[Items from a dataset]
####################
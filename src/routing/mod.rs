//! Host-based connection routing.
//!
//! # Data Flow
//! ```text
//! Incoming request (Host header)
//!     → resolver.rs (Host → tenant id candidate, or none)
//!     → registry lookup
//!     → router.rs: tenant, control plane, 400 or 404
//! ```
//!
//! # Design Decisions
//! - Only the Host header decides; paths never select a tenant
//! - Plain requests always get a response, upgrades are dropped on any miss

pub mod error;
pub mod resolver;
pub mod router;

pub use error::{RouteError, UpgradeRejected};
pub use resolver::resolve;
pub use router::{ConnectionRouter, RoutingOutcome};
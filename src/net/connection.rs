//! Connection lifecycle tracking.
//!
//! # Responsibilities
//! - Give each connection an ID for tracing
//! - Count open connections for draining and metrics

use std::sync::atomic::{AtomicU64, Ordering};
use std::sync::Arc;
use std::time::Duration;

use crate::observability::metrics;

/// Only uniqueness matters, so relaxed ordering is enough.
static CONNECTION_ID_COUNTER: AtomicU64 = AtomicU64::new(1);

#[derive(Debug, Clone, Copy, PartialEq, Eq, Hash)]
pub struct ConnectionId(u64);

impl ConnectionId {
    pub fn new() -> Self {
        Self(CONNECTION_ID_COUNTER.fetch_add(1, Ordering::Relaxed))
    }
}

impl Default for ConnectionId {
    fn default() -> Self {
        Self::new()
    }
}

impl std::fmt::Display for ConnectionId {
    fn fmt(&self, f: &mut std::fmt::Formatter<'_>) -> std::fmt::Result {
        write!(f, "conn-{}", self.0)
    }
}

/// Counts open connections.
#[derive(Debug, Clone, Default)]
pub struct ConnectionTracker {
    active_count: Arc<AtomicU64>,
}

impl ConnectionTracker {
    pub fn new() -> Self {
        Self::default()
    }

    /// Record a new connection. The guard decrements on drop.
    pub fn track(&self) -> ConnectionGuard {
        let active = self.active_count.fetch_add(1, Ordering::SeqCst) + 1;
        metrics::set_active_connections(active);
        ConnectionGuard {
            active_count: Arc::clone(&self.active_count),
            id: ConnectionId::new(),
        }
    }

    pub fn active_count(&self) -> u64 {
        self.active_count.load(Ordering::SeqCst)
    }

    /// Wait until every connection closed. Returns false on timeout.
    pub async fn drain(&self, timeout: Duration) -> bool {
        let wait = async {
            while self.active_count() > 0 {
                tokio::time::sleep(Duration::from_millis(50)).await;
            }
        };
        tokio::time::timeout(timeout, wait).await.is_ok()
    }
}

/// Lives as long as its connection.
#[derive(Debug)]
pub struct ConnectionGuard {
    active_count: Arc<AtomicU64>,
    id: ConnectionId,
}

impl ConnectionGuard {
    pub fn id(&self) -> ConnectionId {
        self.id
    }
}

impl Drop for ConnectionGuard {
    fn drop(&mut self) {
        let active = self.active_count.fetch_sub(1, Ordering::SeqCst).saturating_sub(1);
        metrics::set_active_connections(active);
        tracing::trace!(connection_id = %self.id, "Connection closed");
    }
}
####################
§ **Your task**:
Output the entire data exactly, line for line.

§ **Answer space**:
filename src/routing/mod.rs
//! Host-based connection routing.
//!
//! # Data Flow
//! ```text
//! Incoming request (Host header)
//!     → resolver.rs (Host → tenant id candidate, or none)
//!     → registry lookup
//!     → router.rs: tenant, control plane, 400 or 404
//! ```
//!
//! # Design Decisions
//! - Only the Host header decides; paths never select a tenant
//! - Plain requests always get a response, upgrades are dropped on any miss

pub mod error;
pub mod resolver;
pub mod router;

pub use error::{RouteError, UpgradeRejected};
pub use resolver::resolve;
pub use router::{ConnectionRouter, RoutingOutcome};
filename src/net/connection.rs
//! Connection lifecycle tracking.
//!
//! # Responsibilities
//! - Give each connection an ID for tracing
//! - Count open connections for draining and metrics

use std::sync::atomic::{AtomicU64, Ordering};
use std::sync::Arc;
use std::time::Duration;

use crate::observability::metrics;

/// Only uniqueness matters, so relaxed ordering is enough.
static CONNECTION_ID_COUNTER: AtomicU64 = AtomicU64::new(1);

#[derive(Debug, Clone, Copy, PartialEq, Eq, Hash)]
pub struct ConnectionId(u64);

impl ConnectionId {
    pub fn new() -> Self {
        Self(CONNECTION_ID_COUNTER.fetch_add(1, Ordering::Relaxed))
    }
}

impl Default for ConnectionId {
    fn default() -> Self {
        Self::new()
    }
}

impl std::fmt::Display for ConnectionId {
    fn fmt(&self, f: &mut std::fmt::Formatter<'_>) -> std::fmt::Result {
        write!(f, "conn-{}", self.0)
    }
}

/// Counts open connections.
#[derive(Debug, Clone, Default)]
pub struct ConnectionTracker {
    active_count: Arc<AtomicU64>,
}

impl ConnectionTracker {
    pub fn new() -> Self {
        Self::default()
    }

    /// Record a new connection. The guard decrements on drop.
    pub fn track(&self) -> ConnectionGuard {
        let active = self.active_count.fetch_add(1, Ordering::SeqCst) + 1;
        metrics::set_active_connections(active);
        ConnectionGuard {
            active_count: Arc::clone(&self.active_count),
            id: ConnectionId::new(),
        }
    }

    pub fn active_count(&self) -> u64 {
        self.active_count.load(Ordering::SeqCst)
    }

    /// Wait until every connection closed. Returns false on timeout.
    pub async fn drain(&self, timeout: Duration) -> bool {
        let wait = async {
            while self.active_count() > 0 {
                tokio::time::sleep(Duration::from_millis(50)).await;
            }
        };
        tokio::time::timeout(timeout, wait).await.is_ok()
    }
}

/// Lives as long as its connection.
#[derive(Debug)]
pub struct ConnectionGuard {
    active_count: Arc<AtomicU64>,
    id: ConnectionId,
}

impl ConnectionGuard {
    pub fn id(&self) -> ConnectionId {
        self.id
    }
}

impl Drop for ConnectionGuard {
    fn drop(&mut self) {
        let active = self.active_count.fetch_sub(1, Ordering::SeqCst).saturating_sub(1);
        metrics::set_active_connections(active);
        tracing::trace!(connection_id = %self.id, "Connection closed");
    }
}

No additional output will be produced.